Great, here’s what you have to do. First, you give this company your bank account number. Then they’ll deposit some cash. Then you have to withdraw it, and wire it to Ukraine via Western Union. Sound good?

Not so fast. If this situation is anything like that described in a recent blog item from Washington Post computer security blogger Brian Krebs, it could be putting you in the position of a “money mule,” an important but low-level intermediary in certain cyber-criminal activities.

As Krebs explains, money mules are individuals employed to move money on behalf of fraud rings overseas. Sometimes, the mule knows the true purpose of the employ; sometimes he (or she) does not. In a recent attack on the Maine-based heating and hardware firm Downeast Energy & Building Supply, hackers stole a total of more than $200,000 from a compromised online bank account by transferring money from it to at least 20 U.S.-based individuals. The mother of one of the so-called mules tells the blogger her son had been recruited by a Rochester, NY-based brokerage firm whose Web site, it turns out, happens to be registered in China (its corporate Web site’s domain name, likewise, ends with a Chinese country code).

In a posting just a few days earlier, Krebs relayed an account of hackers who infiltrated computers at the Sanford School District in Colorado, and initiated transfers to at least 17 accomplices.

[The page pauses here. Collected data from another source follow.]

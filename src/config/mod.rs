// Copyright (C) 2026  Caprica Software Limited
//
// This program is free software: you can redistribute it and/or modify
// it under the terms of the GNU General Public License as published by
// the Free Software Foundation, either version 3 of the License, or
// (at your option) any later version.
//
// This program is distributed in the hope that it will be useful,
// but WITHOUT ANY WARRANTY; without even the implied warranty of
// MERCHANTABILITY or FITNESS FOR A PARTICULAR PURPOSE.  See the
// GNU General Public License for more details.
//
// You should have received a copy of the GNU General Public License
// along with this program.  If not, see <https://www.gnu.org/licenses/>.

//! Application configuration.
//!
//! This module manages the application configuration file, which doubles
//! as the persisted session state: the current selection token and the
//! orders already raced.

use serde::{Deserialize, Serialize};

const CONFIG_NAME: &str = "cupdraw";

/// Default number of tracks in a cup.
pub const DEFAULT_CUP_SIZE: usize = 16;

#[derive(Serialize, Deserialize, Debug, Clone)]
pub struct AppConfig {
    pub version: u32,
    /// Number of tracks drawn when `--count` is not given.
    pub cup_size: usize,
    /// Token of the current selection, if one has been drawn or adopted.
    pub last_selection: Option<String>,
    /// Order numbers the player has already completed.
    pub completed: Vec<u32>,
}

impl Default for AppConfig {
    fn default() -> Self {
        Self {
            version: 1,
            cup_size: DEFAULT_CUP_SIZE,
            last_selection: None,
            completed: vec![],
        }
    }
}

pub fn load_config() -> AppConfig {
    confy::load(CONFIG_NAME, None).unwrap_or_default()
}

pub fn save_config(cfg: &AppConfig) -> Result<(), confy::ConfyError> {
    confy::store(CONFIG_NAME, None, cfg)
}
// Copyright (C) 2026  Caprica Software Limited
//
// This program is free software: you can redistribute it and/or modify
// it under the terms of the GNU General Public License as published by
// the Free Software Foundation, either version 3 of the License, or
// (at your option) any later version.
//
// This program is distributed in the hope that it will be useful,
// but WITHOUT ANY WARRANTY; without even the implied warranty of
// MERCHANTABILITY or FITNESS FOR A PARTICULAR PURPOSE.  See the
// GNU General Public License for more details.
//
// You should have received a copy of the GNU General Public License
// along with this program.  If not, see <https://www.gnu.org/licenses/>.

//! End-to-end cup lifecycle over the real track pool: draw, share, restore.

use rand::{SeedableRng, rngs::StdRng};

use cupdraw::catalog;
use cupdraw::picker::draw;
use cupdraw::share::{DecodeError, decode, encode};
use cupdraw::util::format::format_track_list;

#[test]
fn a_drawn_cup_survives_the_share_round_trip() {
    let pool = catalog::all_tracks();
    let mut rng = StdRng::seed_from_u64(2026);

    let selection = draw(&pool, 16, &mut rng).unwrap();
    assert_eq!(selection.len(), 16);
    assert!(selection.iter().all(|s| (1..=30).contains(&s.track.id)));

    let mut orders: Vec<u32> = selection.iter().map(|s| s.order).collect();
    orders.sort_unstable();
    assert_eq!(orders, (1..=16).collect::<Vec<u32>>());

    let restored = decode(&encode(&selection), &pool, None).unwrap();
    let original_ids: Vec<(u32, u32)> = {
        let mut sorted = selection.clone();
        sorted.sort_by_key(|s| s.order);
        sorted.iter().map(|s| (s.track.id, s.order)).collect()
    };
    let restored_ids: Vec<(u32, u32)> =
        restored.iter().map(|s| (s.track.id, s.order)).collect();
    assert_eq!(restored_ids, original_ids);
}

#[test]
fn a_full_pool_cup_round_trips_too() {
    let pool = catalog::all_tracks();
    let mut rng = StdRng::seed_from_u64(7);

    let selection = draw(&pool, 30, &mut rng).unwrap();
    let restored = decode(&encode(&selection), &pool, None).unwrap();
    assert_eq!(restored.len(), 30);
}

#[test]
fn legacy_fixed_size_decoding_rejects_short_cups() {
    let pool = catalog::all_tracks();
    let mut rng = StdRng::seed_from_u64(3);

    let selection = draw(&pool, 4, &mut rng).unwrap();
    assert_eq!(
        decode(&encode(&selection), &pool, Some(16)),
        Err(DecodeError::WrongCount {
            expected: 16,
            found: 4
        })
    );
}

#[test]
fn exported_text_lists_the_cup_in_running_order() {
    let pool = catalog::all_tracks();
    let mut rng = StdRng::seed_from_u64(99);

    let selection = draw(&pool, 16, &mut rng).unwrap();
    let text = format_track_list(&selection);
    let lines: Vec<&str> = text.lines().collect();

    assert_eq!(lines[0], "Mario Kart World - Random Track Selection");
    assert_eq!(lines.len(), 18);
    for (index, line) in lines[2..].iter().enumerate() {
        assert!(
            line.starts_with(&format!("{}. ", index + 1)),
            "line {line:?} out of order"
        );
    }
}
//! `rh-api` — service binary entry point.
//!
//! Startup sequence:
//! 1. Load and validate [`Config`] from environment variables.
//! 2. Initialise structured JSON logging.
//! 3. Register the database context ([`DbContext`]).
//! 4. Build the shared application state and the request pipeline.
//! 5. If TLS is configured, spawn the HTTPS listener.
//! 6. Bind the HTTP listener and serve until a shutdown signal arrives.
//!
//! Any failure in steps 1-5 is fatal; the process never starts serving.

mod config;
mod controllers;
mod db;
mod server;
mod telemetry;

use anyhow::{Context, Result};
use tracing::{error, info};

use config::Config;
use db::DbContext;
use server::state::AppState;

#[tokio::main]
async fn main() -> Result<()> {
    // -----------------------------------------------------------------------
    // 1. Configuration
    // -----------------------------------------------------------------------
    let cfg = Config::from_env().map_err(|e| {
        // Telemetry is not yet up; write to stderr directly.
        eprintln!("ERROR: configuration invalid: {e}");
        e
    })?;

    // -----------------------------------------------------------------------
    // 2. Telemetry
    // -----------------------------------------------------------------------
    telemetry::init(&cfg.log_level)?;
    info!(
        version = env!("CARGO_PKG_VERSION"),
        environment = %cfg.environment,
        http_port = cfg.http_port,
        "rh-api starting"
    );

    // -----------------------------------------------------------------------
    // 3. Database context
    // -----------------------------------------------------------------------
    let db = DbContext::register(&cfg.conexao_padrao)?;

    // -----------------------------------------------------------------------
    // 4. Application state + request pipeline
    // -----------------------------------------------------------------------
    let state = AppState::new(db, &cfg)?;
    let router = server::router::build(state);

    // -----------------------------------------------------------------------
    // 5. HTTPS listener (optional)
    // -----------------------------------------------------------------------
    if let (Some(cert_path), Some(key_path)) = (&cfg.tls_cert_path, &cfg.tls_key_path) {
        let cert_pem = std::fs::read(cert_path)
            .with_context(|| format!("failed to read TLS certificate from {cert_path}"))?;
        let key_pem = std::fs::read(key_path)
            .with_context(|| format!("failed to read TLS private key from {key_path}"))?;
        let tls_config = server::tls::build_server_config(&cert_pem, &key_pem)?;

        // Bound here so a bind failure aborts startup instead of being
        // swallowed inside the accept task.
        let https_addr: std::net::SocketAddr = ([0, 0, 0, 0], cfg.https_port).into();
        let https_listener = server::tls::bind(https_addr).await?;
        let https_app = router.clone();
        tokio::spawn(async move {
            if let Err(e) = server::tls::serve(https_listener, tls_config, https_app).await {
                error!(error = %e, "https listener failed");
            }
        });
    }

    // -----------------------------------------------------------------------
    // 6. HTTP listener
    // -----------------------------------------------------------------------
    let addr: std::net::SocketAddr = ([0, 0, 0, 0], cfg.http_port).into();
    info!(addr = %addr, "listening");

    let listener = tokio::net::TcpListener::bind(addr).await?;
    axum::serve(listener, router)
        .with_graceful_shutdown(shutdown_signal())
        .await?;

    info!("server stopped");
    Ok(())
}

/// Resolve when the process receives SIGINT or SIGTERM. In-flight requests
/// drain before the server exits.
async fn shutdown_signal() {
    let ctrl_c = async {
        tokio::signal::ctrl_c()
            .await
            .expect("failed to install Ctrl+C handler");
    };

    #[cfg(unix)]
    let terminate = async {
        tokio::signal::unix::signal(tokio::signal::unix::SignalKind::terminate())
            .expect("failed to install SIGTERM handler")
            .recv()
            .await;
    };

    #[cfg(not(unix))]
    let terminate = std::future::pending::<()>();

    tokio::select! {
        () = ctrl_c => {}
        () = terminate => {}
    }
    info!("shutdown signal received, draining in-flight requests");
}
//! Liveness controller.

use axum::{extract::State, routing::get, Json, Router};
use common::protocol::HealthResponse;

use crate::server::state::AppState;

pub fn routes() -> Router<AppState> {
    Router::new().route("/health", get(health))
}

/// `GET /health` — liveness check.
///
/// Answers `200 OK` as soon as the server accepts requests; the database
/// context is registered lazily and is not probed here.
pub async fn health(State(state): State<AppState>) -> Json<HealthResponse> {
    Json(HealthResponse {
        status: "ok".into(),
        environment: state.environment.to_string(),
        version: env!("CARGO_PKG_VERSION").into(),
    })
}

#[cfg(test)]
mod tests {
    use super::*;
    use axum::{body::Body, http::Request};
    use tower::ServiceExt;

    #[tokio::test]
    async fn health_reports_ok_and_environment() {
        let app = routes().with_state(AppState::default());
        let req = Request::builder()
            .uri("/health")
            .body(Body::empty())
            .unwrap();
        let resp = app.oneshot(req).await.unwrap();
        assert_eq!(resp.status(), 200);

        let bytes = axum::body::to_bytes(resp.into_body(), usize::MAX)
            .await
            .unwrap();
        let body: HealthResponse = serde_json::from_slice(&bytes).unwrap();
        assert_eq!(body.status, "ok");
        assert_eq!(body.environment, "development");
        assert_eq!(body.version, env!("CARGO_PKG_VERSION"));
    }
}
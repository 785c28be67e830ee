//! Request and response types exchanged over the public HTTP API.
//!
//! Resource payloads belong to the external controllers; only the bodies the
//! bootstrapper itself produces live here.

use serde::{Deserialize, Serialize};

use crate::error::ServiceError;

// ---------------------------------------------------------------------------
// Error response
// ---------------------------------------------------------------------------

/// Standard error response body returned on any non-2xx status.
#[derive(Debug, Clone, Serialize, Deserialize)]
pub struct ErrorResponse {
    /// Short machine-readable error code (e.g. `"bad_request"`).
    pub code: String,
    /// Human-readable description safe to expose to callers.
    pub message: String,
}

impl ErrorResponse {
    /// Construct an [`ErrorResponse`] from a code and message.
    pub fn new(code: impl Into<String>, message: impl Into<String>) -> Self {
        Self {
            code: code.into(),
            message: message.into(),
        }
    }
}

impl From<&ServiceError> for ErrorResponse {
    fn from(e: &ServiceError) -> Self {
        Self::new(e.code(), e.to_string())
    }
}

// ---------------------------------------------------------------------------
// Health check
// ---------------------------------------------------------------------------

/// Response body for `GET /health`.
#[derive(Debug, Clone, Serialize, Deserialize)]
pub struct HealthResponse {
    /// Overall service status; always `"ok"` once the server is accepting
    /// requests. Readiness of the relational backend is the data layer's
    /// concern, not the bootstrapper's.
    pub status: String,
    /// Environment the service was started in (`"development"` / `"production"`).
    pub environment: String,
    /// Service version from the crate manifest.
    pub version: String,
}

#[cfg(test)]
mod tests {
    use super::*;

    #[test]
    fn error_response_new() {
        let e = ErrorResponse::new("bad_request", "missing Host header");
        assert_eq!(e.code, "bad_request");
        assert!(e.message.contains("missing Host header"));
    }

    #[test]
    fn error_response_from_service_error() {
        let e = ServiceError::NotFound("no controller route".into());
        let body = ErrorResponse::from(&e);
        assert_eq!(body.code, "not_found");
        assert!(body.message.contains("no controller route"));
    }

    #[test]
    fn health_response_serde() {
        let h = HealthResponse {
            status: "ok".into(),
            environment: "development".into(),
            version: "0.1.0".into(),
        };
        let json = serde_json::to_string(&h).unwrap();
        let decoded: HealthResponse = serde_json::from_str(&json).unwrap();
        assert_eq!(decoded.status, "ok");
        assert_eq!(decoded.environment, "development");
    }
}
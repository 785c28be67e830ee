//! Common error types shared across crates.

use thiserror::Error;

/// Top-level service error type.
///
/// Variants map to HTTP status codes returned to callers:
/// - [`ServiceError::BadRequest`] → 400
/// - [`ServiceError::NotFound`] → 404
/// - [`ServiceError::Unavailable`] → 503
/// - [`ServiceError::Internal`] → 500
///
/// Startup faults (missing connection string, unresolvable service) are not
/// represented here; they abort the process before the server accepts
/// requests and are reported through `anyhow` with context.
#[derive(Debug, Error)]
pub enum ServiceError {
    /// The request was malformed — e.g. a plain-HTTP request that cannot be
    /// redirected because it carries no `Host` header.
    #[error("bad request: {0}")]
    BadRequest(String),

    /// No registered controller route matches the request path.
    #[error("not found: {0}")]
    NotFound(String),

    /// A required collaborator (e.g. the relational backend) is temporarily
    /// unreachable.
    #[error("service unavailable: {0}")]
    Unavailable(String),

    /// An unexpected internal error occurred.
    #[error("internal error: {0}")]
    Internal(String),
}

impl ServiceError {
    /// Returns the HTTP status code that should be sent for this error.
    pub fn http_status(&self) -> u16 {
        match self {
            ServiceError::BadRequest(_) => 400,
            ServiceError::NotFound(_) => 404,
            ServiceError::Unavailable(_) => 503,
            ServiceError::Internal(_) => 500,
        }
    }

    /// Short machine-readable code used in the JSON error body.
    pub fn code(&self) -> &'static str {
        match self {
            ServiceError::BadRequest(_) => "bad_request",
            ServiceError::NotFound(_) => "not_found",
            ServiceError::Unavailable(_) => "service_unavailable",
            ServiceError::Internal(_) => "internal_error",
        }
    }
}

#[cfg(test)]
mod tests {
    use super::*;

    #[test]
    fn http_status_codes() {
        assert_eq!(ServiceError::BadRequest("x".into()).http_status(), 400);
        assert_eq!(ServiceError::NotFound("x".into()).http_status(), 404);
        assert_eq!(ServiceError::Unavailable("x".into()).http_status(), 503);
        assert_eq!(ServiceError::Internal("x".into()).http_status(), 500);
    }

    #[test]
    fn codes_are_stable() {
        assert_eq!(ServiceError::BadRequest("x".into()).code(), "bad_request");
        assert_eq!(ServiceError::NotFound("x".into()).code(), "not_found");
    }

    #[test]
    fn display_includes_message() {
        let e = ServiceError::BadRequest("missing Host header".into());
        assert!(e.to_string().contains("missing Host header"));
    }
}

As with the Downeast, the transfers were kept below $10,000 each to avoid being flagged under bank security protocols. Also similar was the recruitment of the accomplices through “work-at-home” promises.

If you want to read more about how such recruitment has taken place in the past, turn to yet another great Krebs piece, this one appearing in The Washington Post in January 2008. Here, the reporter explains how a recently laid-off single mother was recruited to work for what she thought was an Australia-based marketing company that had spotted her resume on an online job site but actually turned out to be a scam operation that tied her PayPal account to a fraudulent eBay auction. The FBI’s Internet Crime Complaint Center warned about work-at-home scams in February, having received numerous complaints about the problem.

Hopefully, greater awareness will lead to less people falling for such schemes. Unfortunately, tough economic times likely mean all the more people will remain vulnerable.